Trust is a strange human emotion. It is deep-rooted in our instinctive mechanisms for survival. When the reason for a decision based on trust is analysed, it is often found to be highly complex.
The nature of the complexity is often found to be meshed with a whole raft of subliminal things: hunches, preferences, like and dislikes, gut feelings, undefined reasons. It is rarely cut and dry – rarely logical.
So when you ask, “Do you trust corporate blogs?” I think about trust, and what it is based on.
You could say, “do you trust blogs?” Many people don’t trust blogs – never mind the corporate bit.
And so we move on to ask questions like, “what is it about a particular blog that you trust?” You could also say, “why trust blogs at all?”
An more in-depth analysis of trust (associated with blogs or any other Internet sites) will yield other questions.

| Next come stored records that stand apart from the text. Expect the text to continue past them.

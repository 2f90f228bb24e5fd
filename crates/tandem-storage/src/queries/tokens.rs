// SPDX-FileCopyrightText: 2026 Tandem Contributors
// SPDX-License-Identifier: MIT OR Apache-2.0

//! Bearer token issue, lookup, and revocation.

use std::time::Duration;

use chrono::{DateTime, Utc};
use rusqlite::{OptionalExtension, params};
use tandem_core::{IssuedToken, TandemError, TokenLookup, User, UserId};

use crate::crypto::{generate_token, hash_token};
use crate::database::{Database, format_timestamp, map_tr_err, now_timestamp};
use crate::queries::users::USER_COLUMNS;

/// Issue a token for `user`. Only the digest is stored.
pub async fn issue_token(
    db: &Database,
    user: &UserId,
    ttl: Duration,
) -> Result<IssuedToken, TandemError> {
    let ttl = chrono::Duration::from_std(ttl)
        .map_err(|e| TandemError::Internal(format!("token ttl out of range: {e}")))?;
    let token = generate_token();
    let token_id = uuid::Uuid::new_v4().to_string();
    let expires_at = format_timestamp(Utc::now() + ttl);

    let row = (
        token_id.clone(),
        user.as_str().to_string(),
        hash_token(&token),
        expires_at.clone(),
    );
    db.connection()
        .call(move |conn| {
            conn.execute(
                "INSERT INTO auth_tokens (id, user_id, token_hash, expires_at)
                 VALUES (?1, ?2, ?3, ?4)",
                params![row.0, row.1, row.2, row.3],
            )?;
            Ok::<_, rusqlite::Error>(())
        })
        .await
        .map_err(map_tr_err)?;

    Ok(IssuedToken {
        token,
        token_id,
        user_id: user.clone(),
        expires_at,
    })
}

/// Classify a presented token.
pub async fn resolve_token(db: &Database, token: &str) -> Result<TokenLookup, TandemError> {
    let digest = hash_token(token);

    type Row = (String, String, Option<String>, User);
    let found: Option<Row> = db
        .connection()
        .call(move |conn| {
            conn.query_row(
                &format!(
                    "SELECT t.id, t.expires_at, t.revoked_at, {cols}
                     FROM auth_tokens t JOIN users u ON u.id = t.user_id
                     WHERE t.token_hash = ?1",
                    cols = prefixed_user_columns("u")
                ),
                params![digest],
                |row| {
                    let user = User {
                        id: UserId(row.get(3)?),
                        email: row.get(4)?,
                        display_name: row.get(5)?,
                        partner_id: row.get::<_, Option<String>>(6)?.map(UserId),
                        active: row.get(7)?,
                        created_at: row.get(8)?,
                        updated_at: row.get(9)?,
                    };
                    Ok((row.get(0)?, row.get(1)?, row.get(2)?, user))
                },
            )
            .optional()
        })
        .await
        .map_err(map_tr_err)?;

    let Some((token_id, expires_at, revoked_at, user)) = found else {
        return Ok(TokenLookup::Unknown);
    };
    // Deactivation revokes every token, so inactivity is checked first.
    if !user.active {
        return Ok(TokenLookup::Inactive(user));
    }
    if revoked_at.is_some() {
        return Ok(TokenLookup::Revoked);
    }
    let expired = DateTime::parse_from_rfc3339(&expires_at)
        .map(|at| at.with_timezone(&Utc) <= Utc::now())
        .unwrap_or(true);
    if expired {
        return Ok(TokenLookup::Expired);
    }
    Ok(TokenLookup::Valid { user, token_id })
}

/// Mark a live token revoked. Returns its id, or `None` if it was unknown or
/// already revoked.
pub async fn revoke_token(db: &Database, token: &str) -> Result<Option<String>, TandemError> {
    let digest = hash_token(token);
    let now = now_timestamp();
    db.connection()
        .call(move |conn| {
            conn.query_row(
                "UPDATE auth_tokens SET revoked_at = ?1
                 WHERE token_hash = ?2 AND revoked_at IS NULL
                 RETURNING id",
                params![now, digest],
                |row| row.get(0),
            )
            .optional()
        })
        .await
        .map_err(map_tr_err)
}

fn prefixed_user_columns(alias: &str) -> String {
    USER_COLUMNS
        .split(", ")
        .map(|col| format!("{alias}.{col}"))
        .collect::<Vec<_>>()
        .join(", ")
}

Questions like, “how can you tell that a blog is trustworthy? (Never mind the ‘blog’ or the ‘corporate’ bit).
For me, all sites have to be tested by my baloney detector, whether corporate or not. As naive as it may seem, I apply exactly the same detection kit to all blogs that I read (and all posts for that matter).
Trust is a movable feast. The occurrences on sites permit me to decide whether to trust them or not. There are some sites that I used to trust, and now trust no longer.
I don’t visit these sites anymore – at least, if I happen to come across them, I don’t comment on them. It’s a bit like the people I meet in everyday life.
I recently received a request from a company (which I won’t name here) to post articles on my blog. Effectively I was being asked to host articles.
The email included a couple of links to company sites. I looked at the sites. They were corporate and commercial. The advertising that would come with the articles I agreed to host contravened my comment guidelines. I immediately treated the request (which incidentally was written like a personal email) as spam. End of story.
Did I trust the request? Yes. Did I trust the attendant sites? No.
So, do I trust corporate sites? The answer is, it depends.
I am no more likely to ‘trust’ a corporate site than any other site that I come across. Every site I read is judged (by me) on its own merits.
Cathchya later
from Middle-earth
Thanks Ken. As always, brilliant thought provoking analysis.